Proceeds from the sale of The Clan … At Large will go to the Hochstadt Bursary Endowment Fund, which benefits needy students enrolled in any degree program at the National University of Singapore (NUS).
The book is available for $ 48.
The fund was created by Mr. Herman Hochstadt, a former NUS student who was permanent secretary to several ministries, including education and law, in the 1970s and 1980s. He is 88 this year.
Another prominent member of the family was the late Mr. John Hochstadt, who founded the Singapore Casket Company.
But the authors of the book say they tried to focus on the ordinary, very Singaporean life of an often overlooked ethnic minority here.
Dr Kevin Tan, the law professor who edited the book, said: âPeople in Singapore tend to forget how integrated Eurasians are into Singaporean life – this book gives a slice of Eurasian family life. which is often invisible.
The book chronicles the life of the first four generations of the Hochstadt family, as well as their relatives, in Singapore. It contains around 30 life stories, told in vignettes, researched by family members and Dr. Tan.
It also contains numerous photographs and documents illustrating family life in Singapore from colonial times to the present day.
There is also an illustrated section with many homemade Eurasian recipes, for dishes like debal and achar curry. Mr Herman Hochstadt’s daughter, former literature professor Karen Hochstadt, said some Eurasians might find it difficult to share them outside the family.
âThe book was a labor of love, inspired by my father’s own memoirs who, according to my Aunt Joan, Herman’s sister, didn’t have enough families,â she said.
Mr.

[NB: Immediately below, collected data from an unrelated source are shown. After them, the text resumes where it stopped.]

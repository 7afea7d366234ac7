//! Docker CLI client
//!
//! Talks to the daemon through the `docker` binary with an explicit `-H`
//! host, so the same client works against local and remote daemons.

use super::{ContainerRuntime, InstanceId, InstanceSpec, ListFilter};
use crate::error::{Error, Result};
use serde::Deserialize;
use std::collections::BTreeSet;
use std::process::{Command, Output};
use tracing::{debug, info};

/// Default daemon endpoint
pub const DEFAULT_DOCKER_HOST: &str = "unix:///var/run/docker.sock";

/// Command the instance runs so it stays alive with no workload
const IDLE_ENTRYPOINT: &str = "sleep";
const IDLE_ARG: &str = "infinity";

#[derive(Debug, Deserialize)]
struct Inspect {
    #[serde(rename = "State")]
    state: InspectState,
}

#[derive(Debug, Deserialize)]
struct InspectState {
    #[serde(rename = "Running")]
    running: bool,
    #[serde(rename = "Pid")]
    pid: u32,
}

/// Docker runtime driven through its CLI
#[derive(Debug, Clone)]
pub struct DockerCli {
    host: String,
    binary: String,
}

impl Default for DockerCli {
    fn default() -> Self {
        Self::new(DEFAULT_DOCKER_HOST)
    }
}

impl DockerCli {
    pub fn new(host: impl Into<String>) -> Self {
        Self {
            host: host.into(),
            binary: "docker".to_string(),
        }
    }

    /// Daemon endpoint this client talks to
    pub fn host(&self) -> &str {
        &self.host
    }

    fn run(&self, args: &[&str]) -> Result<Output> {
        let output = Command::new(&self.binary)
            .arg("-H")
            .arg(&self.host)
            .args(args)
            .output()
            .map_err(|e| Error::Runtime(format!("failed to execute {}: {}", self.binary, e)))?;

        if !output.status.success() {
            return Err(Error::CommandFailed {
                command: format!("{} {}", self.binary, args.join(" ")),
                message: String::from_utf8_lossy(&output.stderr).trim().to_string(),
            });
        }
        Ok(output)
    }
}

/// Parse `docker ps -q` output into identifiers
fn parse_ids(stdout: &[u8]) -> BTreeSet<InstanceId> {
    String::from_utf8_lossy(stdout)
        .lines()
        .map(str::trim)
        .filter(|l| !l.is_empty())
        .map(str::to_string)
        .collect()
}

/// Extract the init pid from `docker inspect` JSON
fn parse_pid(id: &str, stdout: &[u8]) -> Result<u32> {
    let entries: Vec<Inspect> = serde_json::from_slice(stdout)?;
    let entry = entries
        .first()
        .ok_or_else(|| Error::Runtime(format!("instance {} not found", id)))?;
    if !entry.state.running || entry.state.pid == 0 {
        return Err(Error::Runtime(format!("instance {} is not running", id)));
    }
    Ok(entry.state.pid)
}

impl ContainerRuntime for DockerCli {
    fn list_instances(&self, filter: &ListFilter) -> Result<BTreeSet<InstanceId>> {
        let selector = filter.label.as_ref().map(|l| format!("label={}", l));
        let mut args = vec!["ps", "-q", "--no-trunc"];
        if filter.include_stopped {
            args.push("-a");
        }
        if let Some(selector) = &selector {
            args.push("--filter");
            args.push(selector);
        }
        let output = self.run(&args)?;
        Ok(parse_ids(&output.stdout))
    }

    fn create_instance(&self, spec: &InstanceSpec) -> Result<InstanceId> {
        let labels: Vec<String> = spec
            .labels
            .iter()
            .map(|(k, v)| format!("{}={}", k, v))
            .collect();

        let mut args = vec![
            "run",
            "-d",
            "--name",
            spec.name.as_str(),
            "--hostname",
            spec.name.as_str(),
            "--network",
            "none",
            "--entrypoint",
            IDLE_ENTRYPOINT,
        ];
        for label in &labels {
            args.push("--label");
            args.push(label);
        }
        args.push(spec.image.as_str());
        args.push(IDLE_ARG);

        let output = self.run(&args)?;
        let id = String::from_utf8_lossy(&output.stdout).trim().to_string();
        if id.is_empty() {
            return Err(Error::Runtime(format!(
                "runtime returned no id for {}",
                spec.name
            )));
        }
        info!(name = %spec.name, image = %spec.image, id = %id, "created container");
        Ok(id)
    }

    fn remove_instance(&self, id: &str, force: bool) -> Result<()> {
        let mut args = vec!["rm"];
        if force {
            args.push("-f");
        }
        args.push(id);
        match self.run(&args) {
            Ok(_) => {
                debug!(id, "removed container");
                Ok(())
            }
            Err(Error::CommandFailed { message, .. }) if message.contains("No such container") => {
                debug!(id, "container already gone");
                Ok(())
            }
            Err(e) => Err(e),
        }
    }

    fn instance_pid(&self, id: &str) -> Result<u32> {
        let output = self.run(&["inspect", id])?;
        parse_pid(id, &output.stdout)
    }
}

Herman Hochstadt had published a book last year entitled Lives & Times Of Hrh, detailing his life and work in the Singapore public service.
Ms Hochstadt is the great-great-granddaughter of Mr Phillip Peter Hochstadt, who arrived in Singapore from Bavaria, Germany, circa 1881.

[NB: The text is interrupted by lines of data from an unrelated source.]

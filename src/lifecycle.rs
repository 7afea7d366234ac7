//! Cleanup of everything a run leaves behind
//!
//! `LifecycleManager::cleanup` is the exit path for every run, successful
//! or not. It stops the network if it is still up, then asks the container
//! runtime and the kernel directly for anything still carrying the run's
//! prefix and removes it. Calling it again after it finished is a no-op.

use crate::container::{retry_once, ContainerRuntime, ListFilter};
use crate::error::{Error, Result};
use crate::fabric::NetFabric;
use crate::runtime::{veth_temp_prefix, NetworkRuntime, NetworkState, RunPrefix, NAME_MARKER};
use std::sync::{Arc, Mutex};
use tracing::{debug, info, warn};

/// Failures collected while releasing resources
#[derive(Debug, Clone, Default, PartialEq, Eq)]
pub struct TeardownReport {
    failures: Vec<String>,
}

impl TeardownReport {
    pub fn record(&mut self, failure: impl Into<String>) {
        let failure = failure.into();
        warn!(%failure, "teardown step failed");
        self.failures.push(failure);
    }

    pub fn merge(&mut self, other: TeardownReport) {
        self.failures.extend(other.failures);
    }

    pub fn is_clean(&self) -> bool {
        self.failures.is_empty()
    }

    pub fn len(&self) -> usize {
        self.failures.len()
    }

    pub fn is_empty(&self) -> bool {
        self.failures.is_empty()
    }

    pub fn failures(&self) -> &[String] {
        &self.failures
    }

    pub fn into_result(self) -> Result<()> {
        if self.failures.is_empty() {
            Ok(())
        } else {
            Err(Error::PartialTeardownFailure(self.failures))
        }
    }
}

/// What a cleanup sweeps
#[derive(Debug, Clone, PartialEq, Eq)]
pub enum CleanupScope {
    /// Resources of a single run
    Run(RunPrefix),
    /// Resources of every run on this host
    AllRuns,
}

impl CleanupScope {
    fn filter(&self) -> ListFilter {
        match self {
            CleanupScope::Run(prefix) => ListFilter::run(prefix.as_str()).include_stopped(),
            CleanupScope::AllRuns => ListFilter::all_runs(),
        }
    }

    fn owns_namespace(&self, name: &str) -> bool {
        match self {
            CleanupScope::Run(prefix) => prefix.owns_namespace(name),
            CleanupScope::AllRuns => name.starts_with(&format!("{}-", NAME_MARKER)),
        }
    }

    fn owns_interface(&self, name: &str) -> bool {
        match self {
            CleanupScope::Run(prefix) => prefix.owns_interface(name),
            CleanupScope::AllRuns => veth_temp_prefix(name).is_some(),
        }
    }
}

/// Removes leftovers of a run, or of every run
pub struct LifecycleManager {
    fabric: Arc<dyn NetFabric>,
    containers: Arc<dyn ContainerRuntime>,
    scope: CleanupScope,
    /// Serializes concurrent cleanups
    lock: Mutex<()>,
}

impl LifecycleManager {
    pub fn new(
        fabric: Arc<dyn NetFabric>,
        containers: Arc<dyn ContainerRuntime>,
        scope: CleanupScope,
    ) -> Self {
        Self {
            fabric,
            containers,
            scope,
            lock: Mutex::new(()),
        }
    }

    /// Manager for the run a runtime belongs to
    pub fn for_runtime(
        runtime: &NetworkRuntime,
        fabric: Arc<dyn NetFabric>,
        containers: Arc<dyn ContainerRuntime>,
    ) -> Self {
        Self::new(
            fabric,
            containers,
            CleanupScope::Run(runtime.prefix().clone()),
        )
    }

    pub fn scope(&self) -> &CleanupScope {
        &self.scope
    }

    /// Stop `runtime` if needed, then remove every remaining container and
    /// namespace in scope.
    ///
    /// Every step is attempted even when earlier ones fail.
    pub fn cleanup(&self, runtime: Option<&NetworkRuntime>) -> TeardownReport {
        let _guard = self.lock.lock().unwrap_or_else(|p| p.into_inner());
        let mut report = TeardownReport::default();

        if let Some(runtime) = runtime
            && runtime.state() != NetworkState::Stopped
        {
            report.merge(runtime.stop());
        }

        match self.containers.list_instances(&self.scope.filter()) {
            Ok(ids) => {
                for id in ids {
                    match retry_once(&format!("remove {}", id), || {
                        self.containers.remove_instance(&id, true)
                    }) {
                        Ok(()) => info!(id = %id, "removed leftover container"),
                        Err(e) => report.record(format!("container {}: {}", id, e)),
                    }
                }
            }
            Err(e) => report.record(format!("listing containers: {}", e)),
        }

        // Veth pairs created but never moved out of the root namespace
        match self.fabric.list_interfaces(None) {
            Ok(names) => {
                for name in names.iter().filter(|n| self.scope.owns_interface(n)) {
                    match self.fabric.delete_interface(None, name) {
                        Ok(()) => info!(ifname = %name, "removed leftover interface"),
                        Err(e) => report.record(format!("interface {}: {}", name, e)),
                    }
                }
            }
            Err(e) => report.record(format!("listing interfaces: {}", e)),
        }

        match self.fabric.list_namespaces() {
            Ok(names) => {
                for name in names.iter().filter(|n| self.scope.owns_namespace(n)) {
                    match self.fabric.delete_namespace(name) {
                        Ok(()) => info!(ns = %name, "removed leftover namespace"),
                        Err(e) => report.record(format!("namespace {}: {}", name, e)),
                    }
                }
            }
            Err(e) => report.record(format!("listing namespaces: {}", e)),
        }

        debug!(failures = report.len(), "cleanup finished");
        report
    }

    /// Guard that runs `cleanup` when dropped
    pub fn guard<'a>(&'a self, runtime: &'a NetworkRuntime) -> CleanupGuard<'a> {
        CleanupGuard {
            manager: self,
            runtime,
        }
    }
}

/// Runs cleanup on every exit path out of a scope
pub struct CleanupGuard<'a> {
    manager: &'a LifecycleManager,
    runtime: &'a NetworkRuntime,
}

impl CleanupGuard<'_> {
    /// Clean up now and report the result
    pub fn finish(self) -> TeardownReport {
        let report = self.manager.cleanup(Some(self.runtime));
        std::mem::forget(self);
        report
    }
}

impl Drop for CleanupGuard<'_> {
    fn drop(&mut self) {
        let report = self.manager.cleanup(Some(self.runtime));
        if !report.is_clean() {
            warn!(failures = report.len(), "cleanup on drop left resources behind");
        }
    }
}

Dr Tan, who has also written biographies of public figures such as Singapore’s Chief Prime Minister David Marshall, said family histories hold an important place in the country’s history.

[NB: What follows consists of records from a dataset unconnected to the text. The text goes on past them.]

use chrono::Local;
use tokio_util::sync::CancellationToken;

use crate::config::{Config, ManifestPolicy};
use crate::manifest::{Manifest, match_manifest};
use crate::report::{self, Report, UnitOutcome, UnitStatus, Verdict};
use crate::sandbox::{BuildResult, SystemError, TestRunResult, compile, run_test, test_selector};
use crate::submission::{Submission, submission_allowed, validate_group};
use crate::workspace::Workspace;

/// The four manifests of an assignment
#[derive(Debug, Clone)]
pub struct Manifests {
    pub sources: Manifest,
    pub other: Manifest,
    pub testers: Manifest,
    pub suites: Manifest,
}

impl Manifests {
    pub fn load(config: &Config) -> Result<Self, SystemError> {
        let files = &config.manifests;
        Ok(Self {
            sources: Manifest::load(&config.resolve(&files.sources))?,
            other: Manifest::load_optional(&config.resolve(&files.other))?,
            testers: Manifest::load(&config.resolve(&files.testers))?,
            suites: Manifest::load_optional(&config.resolve(&files.suites))?,
        })
    }

    /// Units to run: the suites when there are any, otherwise each tester
    pub fn test_units(&self) -> &Manifest {
        if self.suites.is_empty() {
            &self.testers
        } else {
            &self.suites
        }
    }
}

/// Grades one submission at a time against a fixed configuration
pub struct Grader<'a> {
    config: &'a Config,
}

impl<'a> Grader<'a> {
    pub fn new(config: &'a Config) -> Self {
        Self { config }
    }

    /// Runs the whole pipeline: manifest check, staging, compilation, then every test unit
    pub async fn grade(&self, user: &str, files: &[String], cancel: &CancellationToken) -> Report {
        log::info!("Grading submission of {user} ({} files)", files.len());
        let mut report = Report::new(user);

        let manifests = match Manifests::load(self.config) {
            Ok(manifests) => manifests,
            Err(e) => return self.system_fault(report, e),
        };
        let submission = match Submission::partition(self.config, user, files) {
            Ok(submission) => submission,
            Err(e) => return self.system_fault(report, e),
        };

        self.check_group(&submission, &mut report);
        self.check_deadline(user, &mut report);

        if let Some(message) = manifest_mismatch(&manifests, &submission) {
            match self.config.manifest_policy {
                ManifestPolicy::Warn => {
                    log::warn!("Submission of {user} does not match the manifests");
                    report.notices.push(message);
                }
                ManifestPolicy::Reject => {
                    log::warn!("Submission of {user} rejected: files do not match the manifests");
                    return report.halt(
                        Verdict::ManifestMismatch,
                        format!("{message}\n\nPlease try submitting again with the expected files"),
                    );
                }
            }
        }

        let workspace = match Workspace::stage(
            self.config,
            user,
            &submission.sources,
            manifests.sources.entries(),
        ) {
            Ok(workspace) => workspace,
            Err(e) => return self.system_fault(report, e),
        };
        log::info!("Workspace staged at {}", workspace.root().display());

        match compile(self.config, &workspace, manifests.sources.entries(), false, cancel).await {
            BuildResult::Success => {}
            BuildResult::CompileFailure { file, output } => {
                return report.halt(
                    Verdict::CompileFailure,
                    report::render_compile_failure(&file, &output),
                );
            }
            BuildResult::InfrastructureError(e) => return self.system_fault(report, e),
        }

        for harness in [&manifests.testers, &manifests.suites] {
            if let Err(e) = self.compile_harness(&workspace, harness, cancel).await {
                return self.system_fault(report, e);
            }
        }

        let timeout = self.config.test_timeout.as_duration();
        for unit in manifests.test_units().entries() {
            let selector = test_selector(unit);
            let result = run_test(self.config, &workspace, unit, timeout, cancel).await;
            let (status, message) = match result {
                TestRunResult::Success { .. } => (UnitStatus::Passed, String::new()),
                TestRunResult::TestFailure { report: text } => (UnitStatus::Failed, text),
                TestRunResult::Timeout { stderr } => (
                    UnitStatus::TimedOut,
                    report::render_timeout(&selector, timeout, &stderr),
                ),
                TestRunResult::InfrastructureError(e) => return self.system_fault(report, e),
            };
            report.push_unit(UnitOutcome {
                unit: unit.clone(),
                selector,
                status,
                message,
            });
        }

        log::info!("Submission of {user} graded: {:?}", report.verdict);
        if report.verdict == Verdict::Success && self.config.keep_workspace {
            report.workspace = Some(workspace.keep());
        }
        report
    }

    /// Harness code must always compile; any failure is ours
    async fn compile_harness(
        &self,
        workspace: &Workspace,
        manifest: &Manifest,
        cancel: &CancellationToken,
    ) -> Result<(), SystemError> {
        if manifest.is_empty() {
            return Ok(());
        }

        match compile(self.config, workspace, manifest.entries(), true, cancel).await {
            BuildResult::Success => Ok(()),
            BuildResult::InfrastructureError(e) => Err(e),
            BuildResult::CompileFailure { file, output } => Err(SystemError::CommandFailed {
                command: format!("compile {file}"),
                output,
                code: None,
            }),
        }
    }

    fn check_group(&self, submission: &Submission, report: &mut Report) {
        let Some(file) = &submission.group_file else {
            return;
        };

        let errors = validate_group(&submission.group);
        if errors.is_empty() {
            report.notices.push(format!(
                "This is a group submission with group members:\n\n{}\n",
                submission.group.join("\n")
            ));
        } else {
            report.notices.push(format!(
                "There are errors in your {file} file:\n\n{errors}\n\
                 {file} should consist of exactly one user name per line and nothing else.\n"
            ));
        }
    }

    fn check_deadline(&self, user: &str, report: &mut Report) {
        let Some(deadline) = &self.config.deadline else {
            return;
        };

        let now = Local::now().fixed_offset();
        if !submission_allowed(deadline, user, now) {
            log::info!("Submission of {user} is past the deadline");
            report
                .notices
                .push(">>> Notice: Deadline is passed for submission <<<".to_string());
        }
    }

    fn system_fault(&self, report: Report, err: SystemError) -> Report {
        log::error!("System error while grading {}: {err}", report.user);
        let message = report::render_system_error(&err, self.config.operator_contact.as_deref());
        report.halt(Verdict::InfrastructureError, message)
    }
}

/// Mismatch message when either the sources or the other files differ from their manifest
fn manifest_mismatch(manifests: &Manifests, submission: &Submission) -> Option<String> {
    let (sources_match, expected_sources) =
        match_manifest(manifests.sources.entries(), &submission.source_names());
    let (other_match, expected_other) =
        match_manifest(manifests.other.entries(), &submission.other_names());

    if sources_match && other_match {
        return None;
    }

    let expected = [expected_sources, expected_other].concat();
    let submitted = [submission.sources.as_slice(), submission.other.as_slice()].concat();
    Some(report::render_manifest_mismatch(&expected, &submitted))
}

âThe stories about Singapore are not just about notables and great people – behind them are many more who have contributed in one way or another,â he said. “It’s very important to understand that history isn’t just about big names – smaller stories like this help us understand how Singapore turned out.”
Ms Hochstadt said she hopes the book inspires other families to delve into their own history – whatever they find.
âWe want to encourage our fellow Singaporeans to record because I think if we don’t, we lose a lot when the older generation leaves. We are not only losing family history, but also a lot of connection to the past, a lot of wisdom and a better understanding of what makes us the people we are today, âshe said. .
She added that it’s important not to whitewash the story and that the book doesn’t gloss over the more difficult parts of their family history, like the erratic and even violent behavior of one of her great-uncle, which led his own mother to take him to court.
âWhen you dig and dig and dig, you find skeletons, but you also find gems,â she says. âIt also helps with healing. In every family there are things that need to be healed and doing this book has helped me and other members of our family with that.